# Directions:
All of the records must be restated exactly, with every line complete.

Data items
☆ ☆ ☆ ☆ ☆
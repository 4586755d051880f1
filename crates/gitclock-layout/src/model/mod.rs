//! Layout data model and its JSON form.

mod decode;
mod types;

#[cfg(test)]
mod tests;

pub use decode::DecodedLayout;
pub use types::{Layout, LayoutMap};
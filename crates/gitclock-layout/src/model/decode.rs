//! Schema-validated decoding of layout JSON.
//!
//! The top level must be an object. Keys that are not a known widget are
//! dropped and reported; a known key whose value is not a valid layout
//! rejects the whole document.

use serde::de::{self, Deserializer, MapAccess, Visitor};
use serde::Deserialize;
use std::fmt;
use tracing::debug;

use crate::error::LayoutError;
use crate::widget::WidgetId;

use super::types::{Layout, LayoutMap};

/// Result of decoding: the accepted entries plus any keys that were dropped.
#[derive(Debug, Clone, Default, PartialEq)]
pub struct DecodedLayout {
    pub map: LayoutMap,
    pub dropped: Vec<String>,
}

struct DecodedVisitor;

impl<'de> Visitor<'de> for DecodedVisitor {
    type Value = DecodedLayout;

    fn expecting(&self, f: &mut fmt::Formatter) -> fmt::Result {
        f.write_str("an object mapping widget names to layouts")
    }

    fn visit_map<A>(self, mut access: A) -> Result<Self::Value, A::Error>
    where
        A: MapAccess<'de>,
    {
        let mut decoded = DecodedLayout::default();
        while let Some(key) = access.next_key::<String>()? {
            match key.parse::<WidgetId>() {
                Ok(id) => {
                    let layout: Layout = access.next_value()?;
                    if !layout.is_valid() {
                        return Err(de::Error::custom(format!(
                            "{id}: scale must be positive and values finite"
                        )));
                    }
                    decoded.map.insert(id, layout);
                }
                Err(_) => {
                    access.next_value::<de::IgnoredAny>()?;
                    decoded.dropped.push(key);
                }
            }
        }
        Ok(decoded)
    }
}

impl<'de> Deserialize<'de> for DecodedLayout {
    fn deserialize<D>(deserializer: D) -> Result<Self, D::Error>
    where
        D: Deserializer<'de>,
    {
        deserializer.deserialize_map(DecodedVisitor)
    }
}

impl<'de> Deserialize<'de> for LayoutMap {
    fn deserialize<D>(deserializer: D) -> Result<Self, D::Error>
    where
        D: Deserializer<'de>,
    {
        Ok(DecodedLayout::deserialize(deserializer)?.map)
    }
}

impl DecodedLayout {
    /// Decode a layout document, keeping known widgets and dropping the rest.
    pub fn from_json(json: &str) -> Result<Self, LayoutError> {
        let decoded: DecodedLayout =
            serde_json::from_str(json).map_err(|e| LayoutError::Decode(e.to_string()))?;
        if !decoded.dropped.is_empty() {
            debug!(dropped = ?decoded.dropped, "ignored unknown widget keys");
        }
        Ok(decoded)
    }
}
//! TOML config file loading and creation.

mod loader;
mod template;


pub use loader::{
    create_default_config, default_config_path, load_default, load_from_path, load_or_create,
};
☆ ☆ ☆ ☆ ☆
# Task answer:
repository 4586755d051880f1
filename crates/gitclock-layout/src/model/mod.rs
//! Layout data model and its JSON form.

mod decode;
mod types;

#[cfg(test)]
mod tests;

pub use decode::DecodedLayout;
pub use types::{Layout, LayoutMap};
filename crates/gitclock-layout/src/model/decode.rs
//! Schema-validated decoding of layout JSON.
//!
//! The top level must be an object. Keys that are not a known widget are
//! dropped and reported; a known key whose value is not a valid layout
//! rejects the whole document.

use serde::de::{self, Deserializer, MapAccess, Visitor};
use serde::Deserialize;
use std::fmt;
use tracing::debug;

use crate::error::LayoutError;
use crate::widget::WidgetId;

use super::types::{Layout, LayoutMap};

/// Result of decoding: the accepted entries plus any keys that were dropped.
#[derive(Debug, Clone, Default, PartialEq)]
pub struct DecodedLayout {
    pub map: LayoutMap,
    pub dropped: Vec<String>,
}

struct DecodedVisitor;

impl<'de> Visitor<'de> for DecodedVisitor {
    type Value = DecodedLayout;

    fn expecting(&self, f: &mut fmt::Formatter) -> fmt::Result {
        f.write_str("an object mapping widget names to layouts")
    }

    fn visit_map<A>(self, mut access: A) -> Result<Self::Value, A::Error>
    where
        A: MapAccess<'de>,
    {
        let mut decoded = DecodedLayout::default();
        while let Some(key) = access.next_key::<String>()? {
            match key.parse::<WidgetId>() {
                Ok(id) => {
                    let layout: Layout = access.next_value()?;
                    if !layout.is_valid() {
                        return Err(de::Error::custom(format!(
                            "{id}: scale must be positive and values finite"
                        )));
                    }
                    decoded.map.insert(id, layout);
                }
                Err(_) => {
                    access.next_value::<de::IgnoredAny>()?;
                    decoded.dropped.push(key);
                }
            }
        }
        Ok(decoded)
    }
}

impl<'de> Deserialize<'de> for DecodedLayout {
    fn deserialize<D>(deserializer: D) -> Result<Self, D::Error>
    where
        D: Deserializer<'de>,
    {
        deserializer.deserialize_map(DecodedVisitor)
    }
}

impl<'de> Deserialize<'de> for LayoutMap {
    fn deserialize<D>(deserializer: D) -> Result<Self, D::Error>
    where
        D: Deserializer<'de>,
    {
        Ok(DecodedLayout::deserialize(deserializer)?.map)
    }
}

impl DecodedLayout {
    /// Decode a layout document, keeping known widgets and dropping the rest.
    pub fn from_json(json: &str) -> Result<Self, LayoutError> {
        let decoded: DecodedLayout =
            serde_json::from_str(json).map_err(|e| LayoutError::Decode(e.to_string()))?;
        if !decoded.dropped.is_empty() {
            debug!(dropped = ?decoded.dropped, "ignored unknown widget keys");
        }
        Ok(decoded)
    }
}
//! TOML config file loading and creation.

mod loader;
mod template;


pub use loader::{
    create_default_config, default_config_path, load_default, load_from_path, load_or_create,
};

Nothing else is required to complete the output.